**** Data to use ****

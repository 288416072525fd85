//! Student health record model.

use chrono::{DateTime, NaiveDate, NaiveDateTime};
use serde::{Deserialize, Deserializer, Serialize};

/// A measured value with its unit, e.g. height in cm.
#[derive(Debug, Clone, Serialize, Deserialize, PartialEq)]
pub struct Measurement {
    #[serde(default, deserialize_with = "blank_number_as_none")]
    pub value: Option<f64>,
    #[serde(default)]
    pub unit: String,
}

impl Measurement {
    pub fn empty(unit: &str) -> Self {
        Self {
            value: None,
            unit: unit.to_string(),
        }
    }
}

#[derive(Debug, Clone, Serialize, Deserialize, PartialEq, Default)]
#[serde(rename_all = "camelCase")]
pub struct ChronicCondition {
    #[serde(default)]
    pub name: String,
    #[serde(default, deserialize_with = "blank_date_as_none", skip_serializing_if = "Option::is_none")]
    pub diagnosed_date: Option<NaiveDate>,
    #[serde(default)]
    pub notes: String,
}

#[derive(Debug, Clone, Serialize, Deserialize, PartialEq, Default)]
#[serde(rename_all = "camelCase")]
pub struct Medication {
    #[serde(default)]
    pub name: String,
    #[serde(default)]
    pub dosage: String,
    #[serde(default)]
    pub frequency: String,
    #[serde(default, deserialize_with = "blank_date_as_none", skip_serializing_if = "Option::is_none")]
    pub start_date: Option<NaiveDate>,
    #[serde(default, deserialize_with = "blank_date_as_none", skip_serializing_if = "Option::is_none")]
    pub end_date: Option<NaiveDate>,
}

#[derive(Debug, Clone, Serialize, Deserialize, PartialEq, Default)]
#[serde(rename_all = "camelCase")]
pub struct Immunization {
    #[serde(default)]
    pub name: String,
    #[serde(default, deserialize_with = "blank_date_as_none", skip_serializing_if = "Option::is_none")]
    pub date: Option<NaiveDate>,
    #[serde(default, deserialize_with = "blank_date_as_none", skip_serializing_if = "Option::is_none")]
    pub next_due_date: Option<NaiveDate>,
}

#[derive(Debug, Clone, Serialize, Deserialize, PartialEq, Default)]
pub struct Checkup {
    #[serde(default, deserialize_with = "blank_date_as_none", skip_serializing_if = "Option::is_none")]
    pub date: Option<NaiveDate>,
    #[serde(default)]
    pub doctor: String,
    #[serde(default)]
    pub notes: String,
}

/// A student's health record as stored by the backend.
#[derive(Debug, Clone, Serialize, Deserialize, PartialEq)]
#[serde(rename_all = "camelCase")]
pub struct HealthRecord {
    #[serde(default, alias = "_id", skip_serializing_if = "Option::is_none")]
    pub id: Option<String>,
    /// Id of the student this record belongs to.
    #[serde(default, skip_serializing_if = "Option::is_none")]
    pub student: Option<String>,
    #[serde(default)]
    pub blood_group: String,
    #[serde(default = "default_height")]
    pub height: Measurement,
    #[serde(default = "default_weight")]
    pub weight: Measurement,
    #[serde(default)]
    pub allergies: Vec<String>,
    #[serde(default)]
    pub chronic_conditions: Vec<ChronicCondition>,
    #[serde(default)]
    pub medications: Vec<Medication>,
    #[serde(default)]
    pub immunizations: Vec<Immunization>,
    #[serde(default)]
    pub last_checkup: Checkup,
}

impl Default for HealthRecord {
    fn default() -> Self {
        Self {
            id: None,
            student: None,
            blood_group: String::new(),
            height: default_height(),
            weight: default_weight(),
            allergies: Vec::new(),
            chronic_conditions: Vec::new(),
            medications: Vec::new(),
            immunizations: Vec::new(),
            last_checkup: Checkup::default(),
        }
    }
}

fn default_height() -> Measurement {
    Measurement::empty("cm")
}

fn default_weight() -> Measurement {
    Measurement::empty("kg")
}

/// Form inputs send `""` for untouched fields; treat them like a missing value.
fn blank_number_as_none<'de, D>(deserializer: D) -> Result<Option<f64>, D::Error>
where
    D: Deserializer<'de>,
{
    match Option::<serde_json::Value>::deserialize(deserializer)? {
        None | Some(serde_json::Value::Null) => Ok(None),
        Some(serde_json::Value::String(s)) if s.trim().is_empty() => Ok(None),
        // Numeric inputs arrive as strings ("172.5").
        Some(serde_json::Value::String(s)) => s
            .trim()
            .parse::<f64>()
            .map(Some)
            .map_err(|_| serde::de::Error::custom(format!("expected a number, got {:?}", s))),
        Some(serde_json::Value::Number(n)) => Ok(n.as_f64()),
        Some(other) => Err(serde::de::Error::custom(format!(
            "expected a number, got {}",
            other
        ))),
    }
}

/// Dates come from the form as `YYYY-MM-DD` and from the backend as ISO timestamps.
fn blank_date_as_none<'de, D>(deserializer: D) -> Result<Option<NaiveDate>, D::Error>
where
    D: Deserializer<'de>,
{
    match Option::<String>::deserialize(deserializer)? {
        None => Ok(None),
        Some(s) if s.trim().is_empty() => Ok(None),
        Some(s) => parse_date(s.trim())
            .map(Some)
            .ok_or_else(|| serde::de::Error::custom(format!("invalid date {:?}", s))),
    }
}

fn parse_date(input: &str) -> Option<NaiveDate> {
    NaiveDate::parse_from_str(input, "%Y-%m-%d")
        .ok()
        .or_else(|| DateTime::parse_from_rfc3339(input).ok().map(|dt| dt.date_naive()))
        .or_else(|| {
            NaiveDateTime::parse_from_str(input, "%Y-%m-%dT%H:%M:%S%.f")
                .ok()
                .map(|dt| dt.date())
        })
}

****

The string "impl" shows up in some lines of the listing. Copy each such line.

The answer -
impl Measurement {
impl Default for HealthRecord {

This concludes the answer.